Gen 12:4 says that “Abram was seventy and five years old when he departed out of Haran.” Acts 7:4 says this of Abraham,

Then came he out of the land of the Chaldæans, and dwelt in Charran: and from thence, when his father was dead, he removed him into this land, wherein ye now dwell.​

Now if Abraham was 75 when he left Harran, and he left “when his father was dead” – and we know Terah died at the age of 205 in Harran (Gen 11:32), then 205 - 75 = 130, as the age Terah begat Abraham.

As for Luke 3:36, which places Cainan in the lineage between Arphaxad and Salah (Sala), where the Genesis genealogy omits mention of Cainan, some remarks:

First, the absence of a person in the lineage does not annul the tightly interlocking numeric values between the patriarchs and their offspring. As Floyd Nolan Jones, in his Chronology of the Old Testament puts it,

For regardless of the number of names or descendants that might be missing between Arphaxad and Salah (or any other two patriarchs) their lives are mathematically interlocked and a fixed relationship exists; when Salah was born, Arphaxad was thirty-five years old and so on across the entire span in question. Consequently, no time can possibly be missing even though names may so be. Strange as it may seem at first, in this instance the two concepts are mutually exclusive. (p. 34)​

Dr. Jones is firm that both the Genesis genealogy and the one in Luke 3 are correct and both the infallible word of God. While admitting there is no explanation for the omission given in Scripture, Jones gives a number of scenarios to show how it may have come to be. Here is one of them:

In this scenario both Arphaxad and Cainan (Arphaxad’s son) married young. Cainan dies after conceiving Salah but before his birth. At age 35, Arphaxad then adopts his grandson, Salah (like Jacob adopted his grandsons, Ephraim and Manasseh). (Mat. 1:1; Heb. 7:9-10) [Footnote: Compare Ruth 4:17 which declares that “there is a son born to Naomi”, whereas technically she is his step mother-in-law. . .] (Ibid., p. 35)​

At any rate, the Cainan spoken of in Luke 3:36 poses no threat to the timeline of Genesis 11, only a mystery. The LXX versions of Genesis 11 which posit a Cainan in them are spurious, patently contriving to construct an order which fails.

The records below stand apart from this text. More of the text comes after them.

// Wallet API Endpoints

use axum::{
    extract::{Path, Query, State},
    http::StatusCode,
    middleware,
    routing::{get, post, put},
    Extension, Json, Router,
};
use serde::{Deserialize, Serialize};
use uuid::Uuid;

use super::{ApiState, AuthSubject};
use crate::error::WalletError;
use crate::models::{
    BalanceSnapshot, Transaction, TransactionStatus, TransactionType, Wallet,
};
use crate::services::ledger::{PageRequest, TransactionFilter};

pub fn routes(state: ApiState) -> Router<ApiState> {
    Router::new()
        .route("/", post(create_wallet))
        .route("/me", get(get_my_wallets))
        .route("/:id", get(get_wallet))
        .route("/:id/balance", get(get_balance))
        .route("/:id/suspend", put(suspend_wallet))
        .route("/:id/activate", put(activate_wallet))
        .route("/:id/transactions", get(list_transactions))
        .layer(middleware::from_fn_with_state(state, super::auth_middleware))
}

// Request/Response DTOs

#[derive(Deserialize)]
struct CreateWalletRequest {
    currency: String,
}

#[derive(Deserialize)]
#[serde(rename_all = "camelCase")]
struct TransactionListQuery {
    from_date: Option<chrono::DateTime<chrono::Utc>>,
    to_date: Option<chrono::DateTime<chrono::Utc>>,
    status: Option<String>,
    transaction_type: Option<String>,
    page: Option<i64>,
    size: Option<i64>,
    sort_by: Option<String>,
    sort_direction: Option<String>,
}

#[derive(Serialize)]
#[serde(rename_all = "camelCase")]
struct PaginationMeta {
    page: i64,
    size: i64,
    total_elements: i64,
    total_pages: i64,
    has_next: bool,
    has_previous: bool,
}

#[derive(Serialize)]
struct TransactionPage {
    transactions: Vec<Transaction>,
    pagination: PaginationMeta,
}

fn pagination_meta(page: i64, size: i64, total_elements: i64) -> PaginationMeta {
    let total_pages = if total_elements == 0 {
        0
    } else {
        (total_elements + size - 1) / size
    };

    PaginationMeta {
        page,
        size,
        total_elements,
        total_pages,
        has_next: page + 1 < total_pages,
        has_previous: page > 0 && total_pages > 0,
    }
}

// Endpoint handlers

async fn create_wallet(
    State(state): State<ApiState>,
    Extension(AuthSubject(subject)): Extension<AuthSubject>,
    Json(req): Json<CreateWalletRequest>,
) -> Result<(StatusCode, Json<Wallet>), WalletError> {
    let customer_id = state.customers.resolve_customer_id(&subject).await?;
    let wallet = state.wallets.create_wallet(customer_id, &req.currency).await?;

    Ok((StatusCode::CREATED, Json(wallet)))
}

async fn get_my_wallets(
    State(state): State<ApiState>,
    Extension(AuthSubject(subject)): Extension<AuthSubject>,
) -> Result<Json<Vec<Wallet>>, WalletError> {
    let customer_id = state.customers.resolve_customer_id(&subject).await?;
    let wallets = state.wallets.get_my_wallets(customer_id).await?;

    Ok(Json(wallets))
}

async fn get_wallet(
    State(state): State<ApiState>,
    Extension(AuthSubject(subject)): Extension<AuthSubject>,
    Path(id): Path<Uuid>,
) -> Result<Json<Wallet>, WalletError> {
    let customer_id = state.customers.resolve_customer_id(&subject).await?;
    let wallet = state.wallets.get_wallet(id, customer_id).await?;

    Ok(Json(wallet))
}

async fn get_balance(
    State(state): State<ApiState>,
    Extension(AuthSubject(subject)): Extension<AuthSubject>,
    Path(id): Path<Uuid>,
) -> Result<Json<BalanceSnapshot>, WalletError> {
    let customer_id = state.customers.resolve_customer_id(&subject).await?;
    let snapshot = state.wallets.get_balance(id, customer_id).await?;

    Ok(Json(snapshot))
}

async fn suspend_wallet(
    State(state): State<ApiState>,
    Extension(AuthSubject(subject)): Extension<AuthSubject>,
    Path(id): Path<Uuid>,
) -> Result<Json<Wallet>, WalletError> {
    let customer_id = state.customers.resolve_customer_id(&subject).await?;
    let wallet = state.wallets.suspend(id, customer_id).await?;

    Ok(Json(wallet))
}

async fn activate_wallet(
    State(state): State<ApiState>,
    Extension(AuthSubject(subject)): Extension<AuthSubject>,
    Path(id): Path<Uuid>,
) -> Result<Json<Wallet>, WalletError> {
    let customer_id = state.customers.resolve_customer_id(&subject).await?;
    let wallet = state.wallets.activate(id, customer_id).await?;

    Ok(Json(wallet))
}

async fn list_transactions(
    State(state): State<ApiState>,
    Extension(AuthSubject(subject)): Extension<AuthSubject>,
    Path(id): Path<Uuid>,
    Query(query): Query<TransactionListQuery>,
) -> Result<Json<TransactionPage>, WalletError> {
    let customer_id = state.customers.resolve_customer_id(&subject).await?;
    // Ownership check; the history itself is served by the ledger core
    state.wallets.get_wallet(id, customer_id).await?;

    let status = query
        .status
        .as_deref()
        .map(|s| {
            TransactionStatus::parse(s)
                .ok_or_else(|| WalletError::InvalidInput(format!("Unknown status: {}", s)))
        })
        .transpose()?;

    let transaction_type = query
        .transaction_type
        .as_deref()
        .map(|t| {
            TransactionType::parse(t)
                .ok_or_else(|| WalletError::InvalidInput(format!("Unknown transaction type: {}", t)))
        })
        .transpose()?;

    let filter = TransactionFilter {
        from_date: query.from_date,
        to_date: query.to_date,
        status,
        transaction_type,
    };

    let page = PageRequest::from_params(
        query.page,
        query.size,
        query.sort_by.as_deref(),
        query.sort_direction.as_deref(),
    )?;

    let (transactions, total) = state
        .ledger
        .list_wallet_transactions(id, &filter, &page)
        .await?;

    Ok(Json(TransactionPage {
        pagination: pagination_meta(page.page, page.size, total),
        transactions,
    }))
}

#[cfg(test)]
mod tests {
    use super::*;

    #[test]
    fn test_pagination_meta_math() {
        let meta = pagination_meta(0, 20, 45);
        assert_eq!(meta.total_pages, 3);
        assert!(meta.has_next);
        assert!(!meta.has_previous);

        let meta = pagination_meta(2, 20, 45);
        assert!(!meta.has_next);
        assert!(meta.has_previous);

        let meta = pagination_meta(0, 20, 0);
        assert_eq!(meta.total_pages, 0);
        assert!(!meta.has_next);
        assert!(!meta.has_previous);

        let meta = pagination_meta(0, 20, 20);
        assert_eq!(meta.total_pages, 1);
        assert!(!meta.has_next);
    }
}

I had noted in post #9 of this thread, difficulty enters the genealogical comparison between Noah and Abraham regarding Terah’s age at Abraham’s birth; I hope what I have written above satisfactorily addresses that (though surely not everyone will be convinced – as my commentaries show!). I do think it sound to say that Noah died two years before Abraham saw the light of day.

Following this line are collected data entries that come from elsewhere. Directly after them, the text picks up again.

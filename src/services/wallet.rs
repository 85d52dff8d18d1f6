// Wallet Service - wallet lifecycle, balance reads and event-driven provisioning
//
// Exclusive writer of the wallets table (balances excepted: the projector
// mutates those through the same pool). Wallets are created explicitly or
// auto-provisioned from CUSTOMER_CREATED; KYC_VERIFIED raises limits for all
// of a customer's wallets, deduplicated durably per check id.

use std::sync::Arc;

use async_trait::async_trait;
use chrono::Utc;
use rust_decimal::Decimal;
use sqlx::PgPool;
use uuid::Uuid;

use crate::cache::BalanceCache;
use crate::error::{Result, WalletError};
use crate::events::{
    CustomerCreatedPayload, EventBus, EventEnvelope, EventHandler, EventType, KycEventPayload,
    WalletCreatedPayload,
};
use crate::models::{limit_tiers, BalanceSnapshot, Wallet, WalletStatus, SUPPORTED_CURRENCY};
use crate::validation;

const WALLET_COLUMNS: &str =
    "id, customer_id, currency, status, balance, daily_limit, monthly_limit, version, created_at, updated_at";

pub struct WalletService {
    db: PgPool,
    cache: BalanceCache,
    bus: Arc<EventBus>,
}

impl WalletService {
    pub fn new(db: PgPool, cache: BalanceCache, bus: Arc<EventBus>) -> Self {
        Self { db, cache, bus }
    }

    /// Create a wallet explicitly. Rejects a duplicate (customer, currency)
    /// pair and starts at the default limit tier.
    pub async fn create_wallet(&self, customer_id: i64, currency: &str) -> Result<Wallet> {
        validation::validate_currency(currency)?;

        let existing: Option<(Uuid,)> = sqlx::query_as(
            "SELECT id FROM wallets WHERE customer_id = $1 AND currency = $2",
        )
        .bind(customer_id)
        .bind(currency)
        .fetch_optional(&self.db)
        .await
        .map_err(WalletError::from_db_error)?;

        if existing.is_some() {
            return Err(WalletError::Conflict(format!(
                "Customer {} already has a {} wallet",
                customer_id, currency
            )));
        }

        let wallet = self
            .insert_wallet(
                customer_id,
                currency,
                limit_tiers::default_daily(),
                limit_tiers::default_monthly(),
            )
            .await?;

        self.publish_wallet_created(&wallet).await;

        Ok(wallet)
    }

    /// Auto-provision from CUSTOMER_CREATED. Idempotent: a customer that
    /// already owns a wallet gets it back unchanged and no event is emitted.
    /// New wallets start at the KYC-pending (low) limit tier.
    pub async fn provision_for_customer(&self, customer_id: i64) -> Result<Wallet> {
        if let Some(existing) = self.find_customer_wallet(customer_id).await? {
            tracing::debug!(
                "Customer {} already owns wallet {}, skipping provisioning",
                customer_id,
                existing.id
            );
            return Ok(existing);
        }

        match self
            .insert_wallet(
                customer_id,
                SUPPORTED_CURRENCY,
                limit_tiers::pending_daily(),
                limit_tiers::pending_monthly(),
            )
            .await
        {
            Ok(wallet) => {
                tracing::info!(
                    "Provisioned wallet {} for customer {}",
                    wallet.id,
                    customer_id
                );
                self.publish_wallet_created(&wallet).await;
                Ok(wallet)
            }
            // A concurrent delivery created it first; return the winner.
            Err(WalletError::Conflict(_)) => self
                .find_customer_wallet(customer_id)
                .await?
                .ok_or_else(|| WalletError::Internal("Wallet vanished after conflict".into())),
            Err(e) => Err(e),
        }
    }

    /// Get a wallet, enforcing ownership against the requesting customer.
    pub async fn get_wallet(&self, wallet_id: Uuid, customer_id: i64) -> Result<Wallet> {
        let wallet = self.find_wallet(wallet_id).await?;

        if wallet.customer_id != customer_id {
            return Err(WalletError::Forbidden(format!(
                "Wallet {} is not owned by the requesting customer",
                wallet_id
            )));
        }

        Ok(wallet)
    }

    pub async fn get_my_wallets(&self, customer_id: i64) -> Result<Vec<Wallet>> {
        let wallets = sqlx::query_as::<_, Wallet>(&format!(
            "SELECT {} FROM wallets WHERE customer_id = $1 ORDER BY created_at",
            WALLET_COLUMNS
        ))
        .bind(customer_id)
        .fetch_all(&self.db)
        .await
        .map_err(WalletError::from_db_error)?;

        Ok(wallets)
    }

    /// Balance read path: the cache snapshot wins, the wallet row is the
    /// fallback and refreshes the cache on a miss.
    pub async fn get_balance(&self, wallet_id: Uuid, customer_id: i64) -> Result<BalanceSnapshot> {
        let wallet = self.get_wallet(wallet_id, customer_id).await?;

        if let Some(snapshot) = self.cache.get(wallet_id).await {
            return Ok(snapshot);
        }

        let snapshot = BalanceSnapshot {
            balance: wallet.balance,
            currency: wallet.currency.trim().to_string(),
            last_updated: wallet.updated_at,
        };
        self.cache.put(wallet_id, &snapshot).await;

        Ok(snapshot)
    }

    pub async fn suspend(&self, wallet_id: Uuid, customer_id: i64) -> Result<Wallet> {
        self.transition_status(wallet_id, customer_id, WalletStatus::Suspended)
            .await
    }

    pub async fn activate(&self, wallet_id: Uuid, customer_id: i64) -> Result<Wallet> {
        self.transition_status(wallet_id, customer_id, WalletStatus::Active)
            .await
    }

    async fn transition_status(
        &self,
        wallet_id: Uuid,
        customer_id: i64,
        target: WalletStatus,
    ) -> Result<Wallet> {
        let wallet = self.get_wallet(wallet_id, customer_id).await?;

        // CLOSED is terminal; ACTIVE <-> SUSPENDED are the only live moves.
        if wallet.status == WalletStatus::Closed {
            return Err(WalletError::Conflict(format!(
                "Wallet {} is closed",
                wallet_id
            )));
        }

        if wallet.status == target {
            return Ok(wallet);
        }

        sqlx::query("UPDATE wallets SET status = $1, updated_at = $2 WHERE id = $3")
            .bind(target.as_str())
            .bind(Utc::now())
            .bind(wallet_id)
            .execute(&self.db)
            .await
            .map_err(WalletError::from_db_error)?;

        // Suspended wallets fall off the balance read fast path
        if target == WalletStatus::Suspended {
            self.cache.invalidate(wallet_id).await;
        }

        tracing::info!(
            "Wallet {} transitioned {} -> {}",
            wallet_id,
            wallet.status.as_str(),
            target.as_str()
        );

        self.find_wallet(wallet_id).await
    }

    /// Raise all of a customer's wallets to the verified limit tier. Replays
    /// of the same check id are discarded against the durable dedup table.
    async fn raise_limits_on_kyc(&self, payload: &KycEventPayload) -> Result<()> {
        let inserted = sqlx::query(
            r#"
            INSERT INTO processed_events (event_type, entity_id)
            VALUES ($1, $2)
            ON CONFLICT (event_type, entity_id) DO NOTHING
            "#,
        )
        .bind(EventType::KycVerified.as_str())
        .bind(payload.kyc_check_id.to_string())
        .execute(&self.db)
        .await
        .map_err(WalletError::from_db_error)?;

        if inserted.rows_affected() == 0 {
            tracing::debug!(
                "KYC check {} already processed, skipping limit raise",
                payload.kyc_check_id
            );
            return Ok(());
        }

        let updated = sqlx::query(
            r#"
            UPDATE wallets
            SET daily_limit = $1, monthly_limit = $2, updated_at = $3
            WHERE customer_id = $4
            "#,
        )
        .bind(limit_tiers::verified_daily())
        .bind(limit_tiers::verified_monthly())
        .bind(Utc::now())
        .bind(payload.customer_id)
        .execute(&self.db)
        .await
        .map_err(WalletError::from_db_error)?;

        tracing::info!(
            "Raised limits on {} wallet(s) of customer {} after KYC check {}",
            updated.rows_affected(),
            payload.customer_id,
            payload.kyc_check_id
        );

        Ok(())
    }

    // Internal helpers

    async fn insert_wallet(
        &self,
        customer_id: i64,
        currency: &str,
        daily_limit: Decimal,
        monthly_limit: Decimal,
    ) -> Result<Wallet> {
        let wallet_id = Uuid::new_v4();
        let now = Utc::now();

        let result = sqlx::query(
            r#"
            INSERT INTO wallets
            (id, customer_id, currency, status, balance, daily_limit, monthly_limit, created_at, updated_at)
            VALUES ($1, $2, $3, $4, 0, $5, $6, $7, $7)
            "#,
        )
        .bind(wallet_id)
        .bind(customer_id)
        .bind(currency)
        .bind(WalletStatus::Active.as_str())
        .bind(daily_limit)
        .bind(monthly_limit)
        .bind(now)
        .execute(&self.db)
        .await;

        if let Err(e) = result {
            if is_unique_violation(&e) {
                return Err(WalletError::Conflict(format!(
                    "Customer {} already has a {} wallet",
                    customer_id, currency
                )));
            }
            return Err(WalletError::from(e));
        }

        self.find_wallet(wallet_id).await
    }

    async fn find_wallet(&self, wallet_id: Uuid) -> Result<Wallet> {
        sqlx::query_as::<_, Wallet>(&format!(
            "SELECT {} FROM wallets WHERE id = $1",
            WALLET_COLUMNS
        ))
        .bind(wallet_id)
        .fetch_optional(&self.db)
        .await
        .map_err(WalletError::from_db_error)?
        .ok_or_else(|| WalletError::NotFound(format!("Wallet {} not found", wallet_id)))
    }

    async fn find_customer_wallet(&self, customer_id: i64) -> Result<Option<Wallet>> {
        let wallet = sqlx::query_as::<_, Wallet>(&format!(
            "SELECT {} FROM wallets WHERE customer_id = $1 AND currency = $2",
            WALLET_COLUMNS
        ))
        .bind(customer_id)
        .bind(SUPPORTED_CURRENCY)
        .fetch_optional(&self.db)
        .await
        .map_err(WalletError::from_db_error)?;

        Ok(wallet)
    }

    async fn publish_wallet_created(&self, wallet: &Wallet) {
        let user_id: Option<(String,)> =
            match sqlx::query_as("SELECT user_id FROM customer_user_mapping WHERE customer_id = $1")
                .bind(wallet.customer_id)
                .fetch_optional(&self.db)
                .await
            {
                Ok(row) => row,
                Err(e) => {
                    tracing::warn!(
                        "Could not resolve subject for customer {}: {}",
                        wallet.customer_id,
                        e
                    );
                    None
                }
            };

        let payload = WalletCreatedPayload {
            wallet_id: wallet.id,
            customer_id: wallet.customer_id,
            user_id: user_id.map(|(u,)| u).unwrap_or_default(),
            currency: wallet.currency.trim().to_string(),
            balance: wallet.balance,
        };

        let envelope =
            match EventEnvelope::new(EventType::WalletCreated, wallet.customer_id.to_string(), &payload) {
                Ok(envelope) => envelope,
                Err(e) => {
                    tracing::error!("Failed to build WALLET_CREATED event: {}", e);
                    return;
                }
            };

        if let Err(e) = self.bus.publish(envelope).await {
            tracing::warn!(
                "Failed to publish WALLET_CREATED for wallet {}: {}",
                wallet.id,
                e
            );
        }
    }
}

// Consumes customer-events (auto-provisioning) and kyc-events (limit raise)
#[async_trait]
impl EventHandler for WalletService {
    fn name(&self) -> &'static str {
        "wallet-service"
    }

    async fn handle(&self, event: &EventEnvelope) -> Result<()> {
        match event.event_type {
            EventType::CustomerCreated => {
                let payload: CustomerCreatedPayload = event.decode_payload()?;
                self.provision_for_customer(payload.customer_id).await?;
                Ok(())
            }
            EventType::KycVerified => {
                let payload: KycEventPayload = event.decode_payload()?;
                self.raise_limits_on_kyc(&payload).await
            }
            // Rejected or repeated non-verified checks keep the low tier
            EventType::KycInitiated | EventType::KycRejected => Ok(()),
            _ => Ok(()),
        }
    }
}

fn is_unique_violation(err: &sqlx::Error) -> bool {
    matches!(err, sqlx::Error::Database(db_err) if db_err.is_unique_violation())
}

As for there being 10 generations both before the Flood and after it to Abraham, with both Noah and Terah having three sons, and what some say about these two lineages being but formulaic compilations with gaps between people and generations, this theory can be disproven (in the first lineage) by attestation of Scripture, and in the second, as I have shown above.

All scripture is given by inspiration of God, and is profitable for doctrine, for reproof, for correction, for instruction in righteousness:

That the man of God may be perfect, thoroughly furnished unto all good works. (2 Tim 3:16, 17)

Our wonderful Saviour has kept His promise to give us an intact, infallible, preserved word of God, that we may have comfort and strength in the holy Scriptures. Heaven and earth shall pass away, but His words shall not pass away (Cf. Matt 24:35).